- Map of Kansas with I-135 highlighted in red

Route information
- Auxiliary route of I-35
- Maintained by KDOT
- Length: 95.738 mi (154.075 km)
- Existed: September 13, 1976–present
- NHS: Entire route

Major junctions
- South end: I-35 / Kansas Turnpike in Wichita
- US-81 in Wichita; I-235 in Wichita; K-15 in Wichita; US-54 / US-400 in Wichita; I-235 / K-96 / K-254 in Wichita; US-50 / K-15 in Newton; K-61 / US 81 Bus. by McPherson; US-56 / US 81 Bus. in McPherson; K-4 near Lindsborg;
- North end: I-70 / US-40 / US-81 in Salina

Location
- Country: United States
- State: Kansas
- Counties: Sedgwick, Harvey, McPherson, Saline

Highway system
- Interstate Highway System; Main; Auxiliary; Suffixed; Business; Future; Kansas State Highway System; Interstate; US; State; Spurs;
| ← K-134 |  | → K-136 |

= Interstate 135 =

Highway in Kansas

Interstate 135 (I-135) is an approximately 95.7 mi auxiliary Interstate Highway in central and south-central Kansas, United States.
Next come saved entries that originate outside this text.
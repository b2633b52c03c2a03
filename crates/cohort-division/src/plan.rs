// Copyright 2025 Neuraville Inc.
// SPDX-License-Identifier: Apache-2.0

/*!
Division plan: derived quantities and feasibility checking.

For a class of `class_size` students, a target `group_size` and a permitted
`deviation`, the plan fixes `group_count = class_size / group_size` equal
groups and `overflow = class_size % group_size` students left over. The
overflow is resolved later either by spreading it over the equal groups or
by extracting a standalone group; the feasibility conditions below decide
whether any resolution exists at all.

The three conditions are kept exactly as inherited from the long-standing
grouping rules, including the asymmetric band of
[`DivisionPlan::accumulated_overflow_within_band`]. They are centralized
here so that validation and branch selection evaluate the same formulas.
*/

use crate::types::{DivisionError, DivisionResult};

/// Validated parameters and derived quantities for one division run.
#[derive(Debug, Clone, Copy, PartialEq, Eq)]
pub struct DivisionPlan {
    /// Number of students in the class
    pub class_size: usize,
    /// Target group size
    pub group_size: usize,
    /// Permitted difference between a group's size and the target size
    pub deviation: usize,
    /// Number of equal-size groups formed initially
    pub group_count: usize,
    /// Students left over after forming the equal-size groups
    pub overflow: usize,
}

impl DivisionPlan {
    /// Validate the parameters and derive the plan.
    ///
    /// Validation order: group size, then deviation, then feasibility.
    ///
    /// # Errors
    ///
    /// * [`DivisionError::InvalidGroupSize`] when `group_size` is zero.
    /// * [`DivisionError::InvalidDeviation`] when `deviation >= group_size`,
    ///   or when `deviation` is zero while the class does not divide evenly
    ///   (zero tolerance cannot absorb a nonzero overflow).
    /// * [`DivisionError::Infeasible`] when none of the feasibility
    ///   conditions holds.
    pub fn new(
        class_size: usize,
        group_size: usize,
        deviation: usize,
    ) -> DivisionResult<Self> {
        if group_size == 0 {
            return Err(DivisionError::InvalidGroupSize { group_size });
        }

        if deviation >= group_size {
            return Err(DivisionError::InvalidDeviation {
                deviation,
                group_size,
            });
        }

        let plan = Self {
            class_size,
            group_size,
            deviation,
            group_count: class_size / group_size,
            overflow: class_size % group_size,
        };

        if deviation == 0 {
            // The feasibility conditions divide by the deviation; with zero
            // tolerance the only dividable class is one that divides evenly.
            return if plan.overflow == 0 {
                Ok(plan)
            } else {
                Err(DivisionError::InvalidDeviation {
                    deviation,
                    group_size,
                })
            };
        }

        if plan.is_feasible() {
            Ok(plan)
        } else {
            Err(DivisionError::Infeasible {
                class_size,
                group_size,
                deviation,
            })
        }
    }

    /// There are enough equal groups to absorb the overflow by appending at
    /// most one extra member per group per round, within `deviation`
    /// rounds.
    ///
    /// Uses integer division; also selects the overflow-resolution branch
    /// during construction.
    pub fn overflow_fits_existing(&self) -> bool {
        self.deviation > 0 && self.group_count / self.deviation > self.overflow
    }

    /// The overflow alone already falls inside the tolerated group-size
    /// band `[group_size - deviation, group_size + deviation]`.
    pub fn overflow_within_band(&self) -> bool {
        self.group_size - self.deviation <= self.overflow
            && self.overflow <= self.group_size + self.deviation
    }

    /// The worst-case accumulated overflow after `deviation` redistribution
    /// rounds still lands inside the tolerated band.
    pub fn accumulated_overflow_within_band(&self) -> bool {
        let accumulated = self.overflow + self.group_count * self.deviation;
        self.group_size - self.deviation <= accumulated
            && accumulated <= self.group_size + self.deviation
    }

    /// A division within tolerance exists when at least one condition
    /// holds.
    pub fn is_feasible(&self) -> bool {
        self.overflow_fits_existing()
            || self.overflow_within_band()
            || self.accumulated_overflow_within_band()
    }

    /// Branch selection: spread the overflow over the equal groups, or
    /// extract a standalone group. An even division (no overflow) always
    /// spreads, which then has nothing to do.
    pub(crate) fn spreads_overflow(&self) -> bool {
        self.deviation == 0 || self.overflow_fits_existing()
    }
}
// Copyright 2025 Neuraville Inc.
// SPDX-License-Identifier: Apache-2.0

//! End-to-end: roster text in, rendered group listing out.

use rand::rngs::StdRng;
use rand::SeedableRng;

use cohort_cli::render_division;
use cohort_division::divide;
use cohort_roster_io::parse_roster;

const ROSTER: &str = "\
first name,last name,ID
Jan,Jansens,0000001
Jan,de Vries,0000002
Mia,Dekker,0000003
Elsa,van der Borne,0000004
Huub,de Beer,0000005
Sam,Smith,0000006
";

fn run(seed: u64) -> String {
    let class = parse_roster(ROSTER).unwrap();
    let mut rng = StdRng::seed_from_u64(seed);

    let division = divide(&class, 2, 1, &mut rng).unwrap();

    let mut out = Vec::new();
    render_division(&mut out, &division, &mut rng).unwrap();
    String::from_utf8(out).unwrap()
}

#[test]
fn listing_covers_the_whole_class() {
    let text = run(7);

    assert!(text.contains("Group 1:"));
    assert!(text.contains("Group 2:"));
    assert!(text.contains("Group 3:"));
    assert!(!text.contains("Group 4:"));

    let members = text.lines().filter(|l| l.starts_with("- ")).count();
    assert_eq!(members, 6);
}

#[test]
fn duplicate_first_names_are_disambiguated() {
    let text = run(7);

    // Two Jans in the class: Jansens lists as "Jan J", de Vries as "Jan V"
    // ("Vries, Jan de" sorts under V).
    assert!(text.contains("- Jan J"));
    assert!(text.contains("- Jan V"));

    // Unique first names stay undecorated.
    assert!(text.contains("- Mia\n"));
    assert!(text.contains("- Sam\n"));
}

#[test]
fn a_fixed_seed_reproduces_the_exact_listing() {
    assert_eq!(run(42), run(42));
}

#[test]
fn different_seeds_rearrange_the_listing() {
    // 6 students over 3 groups; two seeds agreeing on both the division
    // and every listing order would mean the random source is ignored.
    assert_ne!(run(1), run(2));
}
// Copyright 2025 Neuraville Inc.
// SPDX-License-Identifier: Apache-2.0

//! Configuration validation
//!
//! Checks that loaded configuration values are usable before any work
//! starts, so a typo in `cohort.toml` fails fast instead of surfacing
//! halfway through a run.

use crate::{CohortConfig, ConfigError, ConfigResult};

/// Log levels the logging setup understands
pub const KNOWN_LOG_LEVELS: [&str; 5] = ["trace", "debug", "info", "warn", "error"];

/// Validate the complete configuration.
///
/// # Errors
///
/// Returns `ConfigError::ValidationError` listing every invalid value.
pub fn validate_config(config: &CohortConfig) -> ConfigResult<()> {
    let mut errors = Vec::new();

    let level = config.logging.level.to_lowercase();
    if !KNOWN_LOG_LEVELS.contains(&level.as_str()) {
        errors.push(format!(
            "logging.level '{}' is not one of {}",
            config.logging.level,
            KNOWN_LOG_LEVELS.join(", ")
        ));
    }

    if errors.is_empty() {
        Ok(())
    } else {
        let error_messages = errors
            .iter()
            .map(|e| format!("  - {}", e))
            .collect::<Vec<_>>()
            .join("\n");

        Err(ConfigError::ValidationError(format!(
            "configuration validation failed:\n{}",
            error_messages
        )))
    }
}
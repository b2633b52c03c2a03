// Copyright 2025 Neuraville Inc.
// SPDX-License-Identifier: Apache-2.0

/*!
Support library for the `cohort` binary: logging setup and the group
listing renderer. Kept as a library so the output format is testable
without spawning the binary.
*/

/// Crate version from Cargo.toml
pub const VERSION: &str = env!("CARGO_PKG_VERSION");

pub mod logging;
pub mod output;

pub use logging::init_logging;
pub use output::{display_name, render_division};
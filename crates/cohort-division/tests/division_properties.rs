// Copyright 2025 Neuraville Inc.
// SPDX-License-Identifier: Apache-2.0

//! Property-based tests over the division parameter space.

use std::collections::HashSet;

use proptest::prelude::*;
use rand::rngs::StdRng;
use rand::SeedableRng;

use cohort_division::{divide, DivisionPlan};
use cohort_structures::{Group, Student};

fn class_of(n: usize) -> Group<Student> {
    (0..n)
        .map(|i| {
            Student::new(
                format!("First{}", i),
                format!("Lastname{}", i),
                format!("{:07}", i),
            )
        })
        .collect()
}

proptest! {
    /// Whenever a division succeeds, it places every student exactly once
    /// and produces the expected number of groups for the branch taken.
    #[test]
    fn accepted_divisions_cover_the_class(
        class_size in 0usize..120,
        group_size in 1usize..12,
        deviation in 0usize..12,
        seed in any::<u64>(),
    ) {
        let class = class_of(class_size);
        let mut rng = StdRng::seed_from_u64(seed);

        let Ok(division) = divide(&class, group_size, deviation, &mut rng) else {
            // Rejected parameter combinations are covered by scenario
            // tests; this property is about accepted ones.
            return Ok(());
        };

        let plan = DivisionPlan::new(class_size, group_size, deviation).unwrap();
        let spreads = deviation == 0 || plan.overflow_fits_existing();
        let expected_groups = plan.group_count + usize::from(!spreads);
        prop_assert_eq!(division.groups.len(), expected_groups);

        let ids: Vec<&str> = division
            .groups
            .iter()
            .flat_map(|group| group.iter().map(|s| s.id.as_str()))
            .collect();
        let distinct: HashSet<&str> = ids.iter().copied().collect();
        prop_assert_eq!(ids.len(), class_size);
        prop_assert_eq!(distinct.len(), class_size);

        // The spreading branch never leaves the tolerance band: equal
        // groups only ever gain at most `deviation` extra members.
        if spreads {
            for group in &division.groups {
                prop_assert!(group.len() >= group_size - deviation);
                prop_assert!(group.len() <= group_size + deviation);
            }
        }
    }

    /// The same seed always reproduces the same division.
    #[test]
    fn divisions_are_deterministic_under_a_seed(
        class_size in 1usize..60,
        seed in any::<u64>(),
    ) {
        let class = class_of(class_size);

        let mut rng1 = StdRng::seed_from_u64(seed);
        let mut rng2 = StdRng::seed_from_u64(seed);
        let first = divide(&class, 4, 1, &mut rng1);
        let second = divide(&class, 4, 1, &mut rng2);

        match (first, second) {
            (Ok(a), Ok(b)) => prop_assert_eq!(a.groups, b.groups),
            (Err(a), Err(b)) => prop_assert_eq!(a, b),
            (a, b) => prop_assert!(false, "diverging outcomes: {:?} vs {:?}", a, b),
        }
    }
}
// Copyright 2025 Neuraville Inc.
// SPDX-License-Identifier: Apache-2.0

/*!
# Cohort Configuration System

TOML-based configuration for the cohort tools with support for:
- a configuration file (`cohort.toml` / `.cohort.toml`)
- environment variable overrides (`COHORT_*`)
- defaults when no file is present

CLI flags always win over the loaded configuration; that last tier is
applied by the CLI itself.

## Usage

```rust,no_run
use cohort_config::load_config;

let config = load_config(None).expect("failed to load config");
println!("default deviation: {}", config.division.deviation);
```
*/

/// Crate version from Cargo.toml
pub const VERSION: &str = env!("CARGO_PKG_VERSION");

pub mod loader;
pub mod types;
pub mod validation;

pub use loader::{apply_environment_overrides, find_config_file, load_config};
pub use types::*;
pub use validation::{validate_config, KNOWN_LOG_LEVELS};

/// Configuration error types
#[derive(Debug, thiserror::Error)]
pub enum ConfigError {
    #[error("config file not found: {0}")]
    FileNotFound(String),

    #[error("failed to read config file: {0}")]
    IoError(#[from] std::io::Error),

    #[error("invalid TOML syntax: {0}")]
    ParseError(String),

    #[error("validation failed: {0}")]
    ValidationError(String),
}

impl From<toml::de::Error> for ConfigError {
    fn from(err: toml::de::Error) -> Self {
        ConfigError::ParseError(err.to_string())
    }
}

/// Result type for configuration operations
pub type ConfigResult<T> = Result<T, ConfigError>;

#[cfg(test)]
mod tests {
    use super::*;

    #[test]
    fn test_config_types_compile() {
        // Smoke test to ensure types are properly defined
        let _config = CohortConfig::default();
    }
}
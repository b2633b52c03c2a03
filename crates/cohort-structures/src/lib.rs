// Copyright 2025 Neuraville Inc.
// SPDX-License-Identifier: Apache-2.0

/*!
The core crate for cohort. Defines the basic data structures used throughout:
students with identifier-based equality and the `Group` membership container
that the partition engine operates on.

All randomness is injected: operations that need a random source take
`&mut impl rand::Rng`, so callers decide between entropy seeding and a fixed
seed (`StdRng::seed_from_u64`) for reproducible runs.
*/

/// Crate version from Cargo.toml
pub const VERSION: &str = env!("CARGO_PKG_VERSION");

mod error;
mod group;
mod student;

pub use error::GroupError;
pub use group::{Group, Shuffled};
pub use student::Student;
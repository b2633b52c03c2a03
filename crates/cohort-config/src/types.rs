// Copyright 2025 Neuraville Inc.
// SPDX-License-Identifier: Apache-2.0

//! Configuration type definitions
//!
//! This module defines the configuration structs that map to sections in
//! `cohort.toml`.

use serde::{Deserialize, Serialize};

/// Root configuration structure
#[derive(Debug, Clone, Default, Deserialize, Serialize)]
#[serde(default)]
pub struct CohortConfig {
    pub division: DivisionConfig,
    pub random: RandomConfig,
    pub logging: LoggingConfig,
}

/// Defaults for the division parameters
#[derive(Debug, Clone, Deserialize, Serialize)]
#[serde(default)]
pub struct DivisionConfig {
    /// Permitted difference between a group's size and the target group
    /// size, used when the CLI does not specify one
    pub deviation: usize,
}

impl Default for DivisionConfig {
    fn default() -> Self {
        Self { deviation: 1 }
    }
}

/// Random source configuration
#[derive(Debug, Clone, Default, Deserialize, Serialize)]
#[serde(default)]
pub struct RandomConfig {
    /// Fixed seed for the random source; omitted = seed from entropy.
    /// A fixed seed makes group composition and listing order
    /// reproducible across runs.
    pub seed: Option<u64>,
}

/// Logging configuration
#[derive(Debug, Clone, Deserialize, Serialize)]
#[serde(default)]
pub struct LoggingConfig {
    /// Log level: trace, debug, info, warn or error
    pub level: String,
}

impl Default for LoggingConfig {
    fn default() -> Self {
        Self {
            level: "info".to_string(),
        }
    }
}
// Copyright 2025 Neuraville Inc.
// SPDX-License-Identifier: Apache-2.0

/*!
Core types for division operations.
*/

/// First name -> "occurs exactly once in the class" flag.
///
/// Built by a single scan over the full class during [`divide`]; display
/// layers use it to decide which first names need disambiguation.
///
/// [`divide`]: crate::divide
pub type UniqueFirstNames = ahash::AHashMap<String, bool>;

/// Result type for division operations
pub type DivisionResult<T> = Result<T, DivisionError>;

/// Errors that can occur while validating or performing a division
#[derive(Debug, Clone, PartialEq, Eq, thiserror::Error)]
pub enum DivisionError {
    /// The target group size is zero
    #[error("group size must be a positive integer number, got {group_size}")]
    InvalidGroupSize { group_size: usize },

    /// The deviation does not leave the group construction a valid
    /// tolerance band: it equals or exceeds the group size, or it is zero
    /// while the class does not divide evenly
    #[error("deviation must be a positive number smaller than the group size ({group_size}), got {deviation}")]
    InvalidDeviation {
        deviation: usize,
        group_size: usize,
    },

    /// No feasibility condition holds for the given class and parameters
    #[error("unable to divide a class of {class_size} students into groups of {group_size}+/-{deviation} students")]
    Infeasible {
        class_size: usize,
        group_size: usize,
        deviation: usize,
    },
}
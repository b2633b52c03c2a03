// Copyright 2025 Neuraville Inc.
// SPDX-License-Identifier: Apache-2.0

/*!
Group listing renderer.

Prints every group with its members in a fresh random order. Students
whose first name occurs more than once in the class get the first letter
of their sort name appended, so "Jan Jansens" and "Jan de Vries" list as
"Jan J" and "Jan V".
*/

use std::io;
use std::io::Write;

use rand::Rng;

use cohort_division::Division;
use cohort_structures::Student;

/// Render the group listing to `out`.
///
/// Listing order within each group comes from `rng`; a seeded source
/// reproduces the same listing.
pub fn render_division<W: Write, R: Rng>(
    out: &mut W,
    division: &Division,
    rng: &mut R,
) -> io::Result<()> {
    for (number, group) in division.groups.iter().enumerate() {
        writeln!(out, "Group {}:", number + 1)?;

        for student in group.shuffled(rng) {
            writeln!(out, "- {}", display_name(student, division))?;
        }

        writeln!(out)?;
    }

    Ok(())
}

/// The name a student is listed under: the first name, disambiguated with
/// the first letter of the sort name when the first name is not unique in
/// the class.
pub fn display_name(student: &Student, division: &Division) -> String {
    let mut name = student.first_name.clone();

    if !division.is_unique_first_name(&student.first_name) {
        if let Some(initial) = student.sort_name().chars().next() {
            name.push(' ');
            name.push(initial);
        }
    }

    name
}
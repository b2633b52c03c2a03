// Copyright 2025 Neuraville Inc.
// SPDX-License-Identifier: Apache-2.0

/// Errors that can occur during group container operations
#[derive(Debug, PartialEq, Eq, thiserror::Error)]
pub enum GroupError {
    /// Random selection requires at least one member
    #[error("cannot pick a member from an empty group")]
    EmptyGroup,
}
I-135, which is signed as north-south, runs between I-35 and the Kansas Turnpike in Wichita north to I-70, U.S. Highway 40 (US-40), and US-81 in Salina. Except for the first 0.46 mi, I-135 overlaps US-81 for almost its entire length. The route also runs through the cities of McPherson, Newton, and Park City.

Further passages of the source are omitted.